因此这部分研究者坚持DMSO不需要除菌或者灭菌的理念，并以此实践似乎也没有太大问题。  

最后，需要注意的是配制和使用时含DMSO的冻存液时需要做好个人防护，戴好手套。虽然DMSO对于人体来说，低毒甚至近乎无毒，由于它极强的皮肤渗透性，很多药物选择用DMSO溶解加以治疗疾病，但DMSO易引起皮肤过敏，因此不想皮肤瘙痒、烧灼，散发出大蒜般气味的话还是认真做好防护工作吧。  

04  另一部分研究者认为，高浓度的DMSO，尽管有优秀的抑菌性也不能替代灭菌。  

且DMSO虽然本身有抑菌杀菌的作用，但并不绝对可靠，存在偶然性，正规操作还是过滤除菌安全，也确实有人碰到过DMSO污染的情况。  

虽然说DMSO不长菌，但DMSO一般是常温放置在外，条件好点的会常温放置在比较干净的独立细胞间内，但毕竟是暴露在外的环境，使用过程中DMSO的瓶口、瓶壁，还是存在污染的可能性，且这个产品一般是实验室里大家公用的，安全起见，还是应过滤除菌。  

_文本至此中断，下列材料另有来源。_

//! Rotation-window bookkeeping of a section.
//!
//! Producers sign `producer_repetitions` consecutive blocks each, in schedule
//! order. A section remembers who took over at which block for the last
//! `rotation_window` hand-offs and rejects any header that breaks the
//! round-robin: wrong producer for the slot, a producer coming back too soon,
//! or a jump over too many positions in the schedule.

use crate::config::ChainConfig;
use crate::error::ChainError;
use crate::types::chain::Section;
use crate::types::header::ProducerSchedule;
use crate::types::primitives::Name;

/// Producer whose turn it is at `slot`, or `None` for an empty schedule.
pub fn scheduled_producer(slot: u32, schedule: &ProducerSchedule, repetitions: u32) -> Option<Name> {
    let count = schedule.producers.len() as u64;
    if count == 0 || repetitions == 0 {
        return None;
    }
    let index = (u64::from(slot) % (count * u64::from(repetitions))) / u64::from(repetitions);
    schedule.producers.get(index as usize).map(|p| p.producer_name)
}

impl Section {
    /// A fresh section rooted at `block_num`.
    pub fn new(block_num: u32, valid: bool) -> Self {
        Self {
            first: block_num,
            last: block_num,
            newprod_block_num: 0,
            valid,
            producers: Vec::new(),
            block_nums: Vec::new(),
        }
    }

    /// Record that `producer` signed block `block_num` at `slot`, checking it
    /// against the rotation window.
    ///
    /// IMPORTANT: the window is only policed for real schedules. A single
    /// `eosio` producer or `few_producers_test` skips every check and records
    /// nothing.
    pub fn add(
        &mut self,
        producer: Name,
        block_num: u32,
        slot: u32,
        schedule: &ProducerSchedule,
        config: &ChainConfig,
    ) -> Result<(), ChainError> {
        if schedule.is_single_producer_test() || config.few_producers_test {
            return Ok(());
        }

        // Section root: nothing to compare against yet.
        let Some(&last_producer) = self.producers.last() else {
            self.producers.push(producer);
            self.block_nums.push(block_num);
            return Ok(());
        };

        if slot == 0 {
            return Err(ChainError::InvalidSlot);
        }
        let producer_count = schedule.producers.len();
        if producer_count < config.min_schedule_producers {
            return Err(ChainError::ScheduleTooSmall {
                producers: producer_count,
                required: config.min_schedule_producers,
            });
        }

        let expected = scheduled_producer(slot, schedule, config.producer_repetitions);
        if expected != Some(producer) {
            return Err(ChainError::ScheduledProducerMismatch {
                slot,
                expected: expected.map(|n| n.to_string()).unwrap_or_default(),
                got: producer.to_string(),
            });
        }

        // Still the same producer's turn.
        if producer == last_producer {
            return Ok(());
        }

        if self
            .producers
            .iter()
            .rev()
            .take(config.repeat_window)
            .any(|p| *p == producer)
        {
            return Err(ChainError::ProducerRepeated {
                producer: producer.to_string(),
                window: config.repeat_window,
            });
        }

        // A producer missing from the schedule (the window straddles a
        // rotation) has no position to measure the span from.
        if let (Some(index_last), Some(index_this)) =
            (schedule.position_of(last_producer), schedule.position_of(producer))
        {
            let within_span = if index_this > index_last {
                index_this - index_last <= config.max_span
            } else {
                index_last - index_this >= producer_count.saturating_sub(config.max_span)
            };
            if !within_span {
                return Err(ChainError::ExceedMaxSpan {
                    from: last_producer.to_string(),
                    to: producer.to_string(),
                    max_span: config.max_span,
                });
            }
        }

        self.producers.push(producer);
        self.block_nums.push(block_num);

        if self.producers.len() > config.rotation_window {
            let excess = self.producers.len() - config.rotation_window;
            self.producers.drain(..excess);
            self.block_nums.drain(..excess);
        }
        Ok(())
    }

    /// Forget every window entry at or after `block_num` ahead of a rewrite
    /// of the section's tail.
    pub fn clear_from(&mut self, block_num: u32) -> Result<(), ChainError> {
        if !(self.first < block_num && block_num <= self.last) {
            return Err(ChainError::Internal {
                reason: format!(
                    "clear_from({}) outside section ({}, {}]",
                    block_num, self.first, self.last
                ),
            });
        }
        while self.block_nums.last().is_some_and(|&num| num >= block_num) {
            self.block_nums.pop();
            self.producers.pop();
        }
        Ok(())
    }

    /// Drop the whole rotation window, after the active schedule changed.
    pub fn reset_window(&mut self) {
        self.producers.clear();
        self.block_nums.clear();
    }
}

#[cfg(test)]
mod tests {
    use super::*;
    use crate::types::header::{ProducerKey, SINGLE_PRODUCER_NAME};
    use crate::types::primitives::PublicKey;

    const REPS: u32 = 12;

    fn name(i: usize) -> Name {
        format!("producer{}", (b'a' + i as u8) as char).parse().unwrap()
    }

    fn schedule(count: usize) -> ProducerSchedule {
        ProducerSchedule {
            version: 1,
            producers: (0..count)
                .map(|i| ProducerKey {
                    producer_name: name(i),
                    block_signing_key: PublicKey([i as u8; 33]),
                })
                .collect(),
        }
    }

    /// First slot of producer `index`'s turn in round `round`.
    fn slot_of(index: usize, round: u32, count: usize) -> u32 {
        (round * count as u32 + index as u32) * REPS
    }

    fn rooted(schedule: &ProducerSchedule, root_slot: u32, config: &ChainConfig) -> Section {
        let mut section = Section::new(1000, false);
        let producer = scheduled_producer(root_slot, schedule, REPS).unwrap();
        section.add(producer, 1000, root_slot, schedule, config).unwrap();
        section
    }

    #[test]
    fn test_scheduled_producer_turns() {
        let sched = schedule(21);
        assert_eq!(scheduled_producer(0, &sched, REPS), Some(name(0)));
        assert_eq!(scheduled_producer(11, &sched, REPS), Some(name(0)));
        assert_eq!(scheduled_producer(12, &sched, REPS), Some(name(1)));
        assert_eq!(scheduled_producer(21 * 12, &sched, REPS), Some(name(0)));
        assert_eq!(scheduled_producer(5, &ProducerSchedule::default(), REPS), None);
    }

    #[test]
    fn test_full_rotation_is_accepted_and_window_trimmed() {
        let config = ChainConfig::default();
        let sched = schedule(21);
        let mut section = rooted(&sched, slot_of(0, 1, 21), &config);

        let mut num = 1000;
        for round in 1..4 {
            for index in 0..21 {
                for rep in 0..REPS {
                    if round == 1 && index == 0 && rep == 0 {
                        continue;
                    }
                    num += 1;
                    let slot = slot_of(index, round, 21) + rep;
                    section.add(name(index), num, slot, &sched, &config).unwrap();
                }
            }
        }
        assert_eq!(section.producers.len(), 21);
        assert_eq!(section.block_nums.len(), 21);
        assert_eq!(*section.producers.last().unwrap(), name(20));
    }

    #[test]
    fn test_wrong_producer_for_slot() {
        let config = ChainConfig::default();
        let sched = schedule(21);
        let mut section = rooted(&sched, slot_of(0, 1, 21), &config);

        let err = section
            .add(name(2), 1001, slot_of(1, 1, 21), &sched, &config)
            .unwrap_err();
        assert!(matches!(err, ChainError::ScheduledProducerMismatch { .. }));
    }

    #[test]
    fn test_producer_repeat_within_window_rejected() {
        let config = ChainConfig::default();
        let sched = schedule(21);
        let mut section = rooted(&sched, slot_of(0, 1, 21), &config);
        section.add(name(1), 1001, slot_of(1, 1, 21), &sched, &config).unwrap();
        section.add(name(2), 1002, slot_of(2, 1, 21), &sched, &config).unwrap();

        // Producer 0's slot again, in the next round: its signature may be
        // valid but it took over only two hand-offs ago.
        let err = section
            .add(name(0), 1003, slot_of(0, 2, 21), &sched, &config)
            .unwrap_err();
        assert!(matches!(err, ChainError::ProducerRepeated { window: 15, .. }));
    }

    #[test]
    fn test_span_limits() {
        let config = ChainConfig::default();
        let sched = schedule(21);

        let mut section = rooted(&sched, slot_of(0, 1, 21), &config);
        section.add(name(4), 1001, slot_of(4, 1, 21), &sched, &config).unwrap();

        let mut section = rooted(&sched, slot_of(0, 1, 21), &config);
        let err = section
            .add(name(5), 1001, slot_of(5, 1, 21), &sched, &config)
            .unwrap_err();
        assert!(matches!(err, ChainError::ExceedMaxSpan { max_span: 4, .. }));

        // Wrapping from the end of the schedule to the start.
        let mut section = rooted(&sched, slot_of(19, 1, 21), &config);
        section.add(name(1), 1001, slot_of(1, 2, 21), &sched, &config).unwrap();
    }

    #[test]
    fn test_small_schedule_rejected_unless_test_mode() {
        let sched = schedule(15);
        let config = ChainConfig::default();
        let mut section = rooted(&sched, slot_of(0, 1, 15), &config);
        let err = section
            .add(name(1), 1001, slot_of(1, 1, 15), &sched, &config)
            .unwrap_err();
        assert_eq!(err, ChainError::ScheduleTooSmall { producers: 15, required: 16 });

        let relaxed = ChainConfig {
            few_producers_test: true,
            ..Default::default()
        };
        let mut section = Section::new(1000, false);
        section.add(name(3), 1000, 0, &sched, &relaxed).unwrap();
        assert!(section.producers.is_empty());
    }

    #[test]
    fn test_single_producer_schedule_bypasses_checks() {
        let sched = ProducerSchedule {
            version: 1,
            producers: vec![ProducerKey {
                producer_name: SINGLE_PRODUCER_NAME,
                block_signing_key: PublicKey([2; 33]),
            }],
        };
        let config = ChainConfig::default();
        let mut section = Section::new(10, true);
        for num in 10..40 {
            section.add(SINGLE_PRODUCER_NAME, num, 0, &sched, &config).unwrap();
        }
        assert!(section.producers.is_empty());
    }

    #[test]
    fn test_clear_from_truncates_window() {
        let config = ChainConfig::default();
        let sched = schedule(21);
        let mut section = rooted(&sched, slot_of(0, 1, 21), &config);
        section.add(name(1), 1012, slot_of(1, 1, 21), &sched, &config).unwrap();
        section.add(name(2), 1024, slot_of(2, 1, 21), &sched, &config).unwrap();
        section.last = 1030;

        section.clear_from(1012).unwrap();
        assert_eq!(section.block_nums, vec![1000]);
        assert_eq!(section.producers, vec![name(0)]);

        assert!(section.clear_from(1000).is_err());
        assert!(section.clear_from(1031).is_err());
    }
}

市场上也确实有灭菌处理的DMSO销售，这也正是产品需求的一种表现。  

05  各有看法，且都合情合理，那么到底DMSO要不要高压灭菌或者过滤除菌呢？  

鉴于以上DMSO的特性及观点，我们可以知道：  

DMSO有毒且具备优秀的抑菌性；  

DMSO高压灭菌会破坏其分子结构，影响其功能；  

高浓度DMSO会溶解滤膜，只能使用抗溶解的尼龙滤膜；  

DMSO一般常温存放，且多为公用实验试剂，其瓶口、瓶身存在被污染的可能性；  

DMSO的抑菌性不能完全替代灭菌，具有偶然性，存在DMSO污染的真实情况。  

06 

有如下一些建议:

由于现在的体外细胞实验越来越复杂，很多细胞、样本、处理条件都非常珍贵。我们也往往是用“生物安全柜”或“超净工作台+酒精灯”的严格条件来作为细胞工作台，可见对细胞无菌要求之高。

因此不应该把细胞的无菌条件，交给保存在常温、非无菌环境的、“具有优秀杀菌抑菌性”的高浓度DMSO这种可能存在偶然性，无法自己控制的变量上。

因此我建议除非没有条件，否则推荐除菌。这样也更能保证实验具有多1分的可重复性，减少1分的未知实验失败问题。

07  具体怎么做呢？  

不可高压灭菌，会破坏结构影响功能，但我们可以过滤除菌。

高浓度DMSO会溶解滤膜，我们就采用低浓度的，例如按经典的细胞冻存液配方-一胎牛血清:DMSO=9:1的方案，先按液体体积配好标准的细胞冻存液，此时DMSO已经被稀释10倍。

随后再将该稀释10倍的DMSO，用0.22uM的滤头进行过滤除菌操作，此时就算不是尼龙滤膜也不会溶解。

贴好封口膜放到4℃冰箱备用(DMSO现配现用会产生热量，对细胞有害，所以要现配一一放入4℃预冷一一再使用)，这个预冷过程，刚好可以将准备冻存的细胞进行消化、离心、对冻存管进行标记等操作，基本不影响实验进度。

08  总结一句话：  

建议现配稀释后过滤除菌——预冷——再使用。